China posts slowest population growth in decades

China posts slowest population growth in decades

BEIJING: China’s population has grown at its slowest pace in decades, reaching 1.41 billion, census results showed on Tuesday, highlighting fears of a looming crisis over an ageing society. The growth of 5.4 per cent over the past decade was the slowest since the 1960s, and comes alongside a sharp drop in the number of working-age people.

China remains the world’s most populous nation — but its neighbour India is catching up with around 1.38bn people, and its youthful population is expected to overtake China in the near future.

After nearly 40 years of a controversial “one-child” policy, Beijing in 2016 allowed families to have two children as fears grew about China’s shrinking workforce.

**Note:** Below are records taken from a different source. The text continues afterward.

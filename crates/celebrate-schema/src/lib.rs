//! # Celebrate Schema
//!
//! JSON Schema engine for Celebrate, built on the `jsonschema` crate.
//!
//! Validation of one segment value runs in this order:
//!
//! 1. coerce strings to declared scalar types (`convert`)
//! 2. strip undeclared properties (`strip_unknown`)
//! 3. JSON Schema validation, then undeclared properties (`allow_unknown` off)
//!    and `x-context` references
//! 4. fill in `default` values of absent properties
//!
//! The engine returns a value only when one of these steps changed the input.

#![doc(html_root_url = "https://docs.rs/celebrate-schema/0.1.0")]
#![warn(missing_docs)]
#![forbid(unsafe_code)]

mod coerce;
pub mod context;
mod defaults;
mod engine;
mod error;
mod messages;
mod unknown;

pub use context::CONTEXT_KEYWORD;
pub use engine::{JsonSchema, JsonSchemaEngine};
pub use error::SchemaError;
//! String-to-scalar coercion.
//!
//! Headers, path parameters and query strings reach the engine as strings.
//! With `convert` on, a string is rewritten to the scalar type its schema
//! declares before validation runs, so `"42"` satisfies `{"type": "integer"}`.
//!
//! A schema that accepts `"string"` keeps strings as they are.

use serde_json::{Map, Number, Value};

/// Coerces `value` in place following `schema`. Returns true if anything changed.
pub fn coerce(schema: &Value, value: &mut Value) -> bool {
    let Value::Object(schema) = schema else {
        return false;
    };

    match value {
        Value::String(s) => match coerce_scalar(schema, s) {
            Some(coerced) => {
                *value = coerced;
                true
            }
            None => false,
        },
        Value::Object(map) => coerce_object(schema, map),
        Value::Array(items) => match schema.get("items") {
            Some(item_schema) => items
                .iter_mut()
                .fold(false, |changed, item| coerce(item_schema, item) || changed),
            None => false,
        },
        _ => false,
    }
}

fn coerce_object(schema: &Map<String, Value>, map: &mut Map<String, Value>) -> bool {
    let properties = schema.get("properties").and_then(Value::as_object);
    let additional = schema.get("additionalProperties").filter(|s| s.is_object());

    let mut changed = false;
    for (key, child) in map.iter_mut() {
        let child_schema = properties.and_then(|p| p.get(key)).or(additional);
        if let Some(child_schema) = child_schema {
            changed |= coerce(child_schema, child);
        }
    }
    changed
}

fn declared_types(schema: &Map<String, Value>) -> Vec<&str> {
    match schema.get("type") {
        Some(Value::String(t)) => vec![t.as_str()],
        Some(Value::Array(types)) => types.iter().filter_map(Value::as_str).collect(),
        _ => Vec::new(),
    }
}

fn coerce_scalar(schema: &Map<String, Value>, s: &str) -> Option<Value> {
    let types = declared_types(schema);
    if types.is_empty() || types.contains(&"string") {
        return None;
    }

    for ty in types {
        let coerced = match ty {
            "integer" => s.trim().parse::<i64>().ok().map(Value::from),
            "number" => parse_number(s.trim()),
            "boolean" => match s.trim() {
                "true" => Some(Value::Bool(true)),
                "false" => Some(Value::Bool(false)),
                _ => None,
            },
            "null" if s.is_empty() => Some(Value::Null),
            _ => None,
        };
        if coerced.is_some() {
            return coerced;
        }
    }
    None
}

fn parse_number(s: &str) -> Option<Value> {
    if let Ok(i) = s.parse::<i64>() {
        return Some(Value::from(i));
    }
    s.parse::<f64>()
        .ok()
        .and_then(Number::from_f64)
        .map(Value::Number)
}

China imposed the policy in the late 1970s, forcing couples to have only one baby in a dramatic effort to slow population growth.

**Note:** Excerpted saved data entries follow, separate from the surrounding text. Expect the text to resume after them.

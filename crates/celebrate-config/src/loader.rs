//! Configuration loader with layered approach.
//!
//! This module provides the [`ConfigLoader`] for loading configuration from
//! multiple sources: defaults, files, and environment variables.

use std::env;
use std::fs;
use std::path::Path;

use celebrate_core::Mode;

use crate::{CelebrateConfig, ConfigError, LogFormat};

/// Configuration loader with layered approach.
///
/// The loader applies configuration in layers, with later layers overriding
/// earlier ones:
/// 1. Default values or a preset
/// 2. Configuration file (TOML or JSON)
/// 3. Environment variables
///
/// # Example
///
/// ```no_run
/// use celebrate_config::ConfigLoader;
///
/// # fn main() -> Result<(), celebrate_config::ConfigError> {
/// let config = ConfigLoader::new()
///     .with_defaults()
///     .with_file("celebrate.toml")?
///     .with_env_prefix("CELEBRATE")
///     .load()?;
/// # Ok(())
/// # }
/// ```
#[derive(Debug)]
pub struct ConfigLoader {
    config: CelebrateConfig,
    env_prefix: Option<String>,
}

impl Default for ConfigLoader {
    fn default() -> Self {
        Self::new()
    }
}

impl ConfigLoader {
    /// Create a new configuration loader.
    #[must_use]
    pub fn new() -> Self {
        Self {
            config: CelebrateConfig::default(),
            env_prefix: None,
        }
    }

    /// Start with default configuration values.
    ///
    /// This is called automatically by `new()`, but can be chained for clarity.
    #[must_use]
    pub fn with_defaults(mut self) -> Self {
        self.config = CelebrateConfig::default();
        self
    }

    /// Start with development preset configuration.
    ///
    /// # Example
    ///
    /// ```
    /// use celebrate_config::ConfigLoader;
    ///
    /// let config = ConfigLoader::new()
    ///     .with_development()
    ///     .load()
    ///     .unwrap();
    ///
    /// assert_eq!(config.logging.level, "debug");
    /// ```
    #[must_use]
    pub fn with_development(mut self) -> Self {
        self.config = CelebrateConfig::development();
        self
    }

    /// Start with production preset configuration.
    #[must_use]
    pub fn with_production(mut self) -> Self {
        self.config = CelebrateConfig::production();
        self
    }

    /// Load configuration from a file.
    ///
    /// Supports TOML (.toml) and JSON (.json) formats.
    /// The file format is determined by the file extension.
    ///
    /// # Errors
    ///
    /// Returns `ConfigError` if:
    /// - The file does not exist
    /// - The file cannot be read
    /// - The file contains invalid TOML/JSON
    /// - The file contains unknown fields
    pub fn with_file<P: AsRef<Path>>(mut self, path: P) -> Result<Self, ConfigError> {
        let path = path.as_ref();

        if !path.exists() {
            return Err(ConfigError::file_not_found(path));
        }

        let content = fs::read_to_string(path).map_err(|e| ConfigError::read_error(path, e))?;

        self.config = Self::parse_file(&content, path)?;
        Ok(self)
    }

    /// Load configuration from an optional file.
    ///
    /// If the file exists, loads it. If not, silently continues.
    ///
    /// # Errors
    ///
    /// Returns `ConfigError` if the file exists but cannot be read or parsed.
    pub fn with_optional_file<P: AsRef<Path>>(self, path: P) -> Result<Self, ConfigError> {
        if path.as_ref().exists() {
            self.with_file(path)
        } else {
            Ok(self)
        }
    }

    /// Load configuration from a string.
    ///
    /// # Arguments
    ///
    /// * `content` - Configuration content as a string
    /// * `format` - File format ("toml" or "json")
    ///
    /// # Errors
    ///
    /// Returns `ConfigError` if parsing fails.
    ///
    /// # Example
    ///
    /// ```
    /// use celebrate_config::ConfigLoader;
    ///
    /// let toml = r#"
    ///     [errors]
    ///     status_code = 422
    /// "#;
    ///
    /// let config = ConfigLoader::new()
    ///     .with_string(toml, "toml")
    ///     .unwrap()
    ///     .load()
    ///     .unwrap();
    ///
    /// assert_eq!(config.errors.status_code, 422);
    /// ```
    pub fn with_string(mut self, content: &str, format: &str) -> Result<Self, ConfigError> {
        self.config = match format.to_lowercase().as_str() {
            "toml" => toml::from_str(content)?,
            "json" => serde_json::from_str(content)?,
            _ => {
                return Err(ConfigError::validation_error(format!(
                    "unsupported configuration format: {format}"
                )))
            }
        };
        Ok(self)
    }

    /// Set environment variable prefix for overrides.
    ///
    /// Environment variables use the format `PREFIX__SECTION__KEY`.
    /// For example, with prefix "CELEBRATE":
    /// - `CELEBRATE__CELEBRATE__MODE=full`
    /// - `CELEBRATE__VALIDATION__STRIP_UNKNOWN=true`
    /// - `CELEBRATE__ERRORS__STATUS_CODE=422`
    #[must_use]
    pub fn with_env_prefix(mut self, prefix: &str) -> Self {
        self.env_prefix = Some(prefix.to_uppercase());
        self
    }

    /// Load a `.env` file for environment variables.
    ///
    /// A missing `.env` file is not an error.
    ///
    /// # Errors
    ///
    /// Returns `ConfigError` if the file exists but cannot be parsed.
    pub fn with_dotenv(self) -> Result<Self, ConfigError> {
        match dotenvy::dotenv() {
            Ok(_) => Ok(self),
            Err(e) if e.not_found() => Ok(self),
            Err(e) => Err(ConfigError::validation_error(format!("failed to load .env file: {e}"))),
        }
    }

    /// Finalize and return the loaded configuration.
    ///
    /// Applies environment variable overrides (if a prefix was set) and
    /// validates the final configuration.
    ///
    /// # Errors
    ///
    /// Returns `ConfigError` if:
    /// - Environment variable parsing fails
    /// - Configuration validation fails
    pub fn load(mut self) -> Result<CelebrateConfig, ConfigError> {
        if let Some(prefix) = self.env_prefix.take() {
            self.apply_env_overrides(&prefix)?;
        }

        self.config.validate()?;

        Ok(self.config)
    }

    /// Finalize without environment overrides or validation.
    #[must_use]
    pub fn load_unvalidated(self) -> CelebrateConfig {
        self.config
    }

    // Parse configuration file based on extension
    fn parse_file(content: &str, path: &Path) -> Result<CelebrateConfig, ConfigError> {
        let extension = path.extension().and_then(|e| e.to_str()).map(str::to_lowercase);

        match extension.as_deref() {
            Some("toml") => Ok(toml::from_str(content)?),
            Some("json") => Ok(serde_json::from_str(content)?),
            _ => Err(ConfigError::validation_error(format!(
                "unsupported configuration file format: {}",
                path.display()
            ))),
        }
    }

    fn apply_env_overrides(&mut self, prefix: &str) -> Result<(), ConfigError> {
        let mut vars: Vec<(String, String)> = env::vars().filter(|(k, _)| k.starts_with(prefix)).collect();
        vars.sort();

        for (key, value) in vars {
            self.apply_env_var(&key, &value, prefix)?;
        }

        Ok(())
    }

    fn apply_env_var(&mut self, key: &str, value: &str, prefix: &str) -> Result<(), ConfigError> {
        let Some(key_without_prefix) = key.strip_prefix(prefix).and_then(|k| k.strip_prefix("__")) else {
            // Same prefix, different variable (e.g. CELEBRATE_HOME).
            return Ok(());
        };

        let parts: Vec<&str> = key_without_prefix.split("__").collect();
        let flag = || parse_bool(value).ok_or_else(|| ConfigError::env_parse_error(key, "expected boolean"));

        match parts.as_slice() {
            // Pipeline section
            ["CELEBRATE", "REQ_CONTEXT"] => self.config.celebrate.req_context = flag()?,
            ["CELEBRATE", "MODE"] => {
                self.config.celebrate.mode = match value.to_lowercase().as_str() {
                    "partial" => Mode::Partial,
                    "full" => Mode::Full,
                    _ => return Err(ConfigError::env_parse_error(key, "expected 'partial' or 'full'")),
                };
            }

            // Engine options
            ["VALIDATION", "ABORT_EARLY"] => self.config.validation.abort_early = flag()?,
            ["VALIDATION", "CONVERT"] => self.config.validation.convert = flag()?,
            ["VALIDATION", "STRIP_UNKNOWN"] => self.config.validation.strip_unknown = flag()?,
            ["VALIDATION", "ALLOW_UNKNOWN"] => self.config.validation.allow_unknown = flag()?,
            ["VALIDATION", "ESCAPE_HTML"] => self.config.validation.escape_html = flag()?,

            // Error responder
            ["ERRORS", "STATUS_CODE"] => {
                self.config.errors.status_code = value
                    .parse()
                    .map_err(|_| ConfigError::env_parse_error(key, "expected integer"))?;
            }
            ["ERRORS", "MESSAGE"] => {
                self.config.errors.message = if value.is_empty() {
                    None
                } else {
                    Some(value.to_string())
                };
            }

            // Logging
            ["LOGGING", "ENABLED"] => self.config.logging.enabled = flag()?,
            ["LOGGING", "LEVEL"] => self.config.logging.level = value.to_string(),
            ["LOGGING", "FORMAT"] => {
                self.config.logging.format = match value.to_lowercase().as_str() {
                    "json" => LogFormat::Json,
                    "pretty" => LogFormat::Pretty,
                    _ => return Err(ConfigError::env_parse_error(key, "expected 'json' or 'pretty'")),
                };
            }
            ["LOGGING", "INCLUDE_LOCATION"] => self.config.logging.include_location = flag()?,
            ["LOGGING", "SERVICE_NAME"] => self.config.logging.service_name = value.to_string(),

            // Unknown key - ignore
            _ => {}
        }

        Ok(())
    }
}

/// Parse a boolean from a string.
fn parse_bool(s: &str) -> Option<bool> {
    match s.to_lowercase().as_str() {
        "true" | "1" | "yes" | "on" => Some(true),
        "false" | "0" | "no" | "off" => Some(false),
        _ => None,
    }
}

The latest census data shows the country has 34.9 million more men than women

But the relaxation of the rule is yet to produce the expected baby boom to help stall a demographic slump in a country which is getting old fast.

“The census not only confirmed rapid population ageing, but also sustained low fertility,” said Wang Feng, professor of sociology at the University of California, Irvine.

“At that low a level, the population cannot sustain itself.” The changing society has significant economic and political implications for the world’s second biggest economy.

The number of people aged between 15 and 59 dropped nearly seven percentage points, while those over 60 was up more than five percentage points.

The surging number of elderly would challenge Beijing to spend more on healthcare and pensions, said Wang, and “justify its legitimacy by providing the basic social benefits”.

Falling marriage rates have played out in slower birth rates, as have rising costs of living and increasingly empowered and educated women delaying or avoiding childbirth.

Ning Jizhe from China’s statistics bureau said China’s fertility policy had achieved “positive results” but conceded the ageing population “imposed continued pressure” on development.

China’s gender balance has also been skewed by the one-child policy and a centuries-old social preference for boys which prompted a generation of sex-selective abortions and abandoned baby girls. The latest census data showed the country still has 34.9 million more men than women, making up just over 51.24pc of the population.

In the near term, Ning said the coronavirus pandemic had also discouraged couples from having children.

Covid-19 “increased the uncertainty of everyday life and increased worries around hospitalised childbirth,” he added. There were around 12m births in 2020, he told reporters — the lowest number since 1961. The average size of a family is now 2.62 people, census data showed, down from 3.10 people 10 years ago.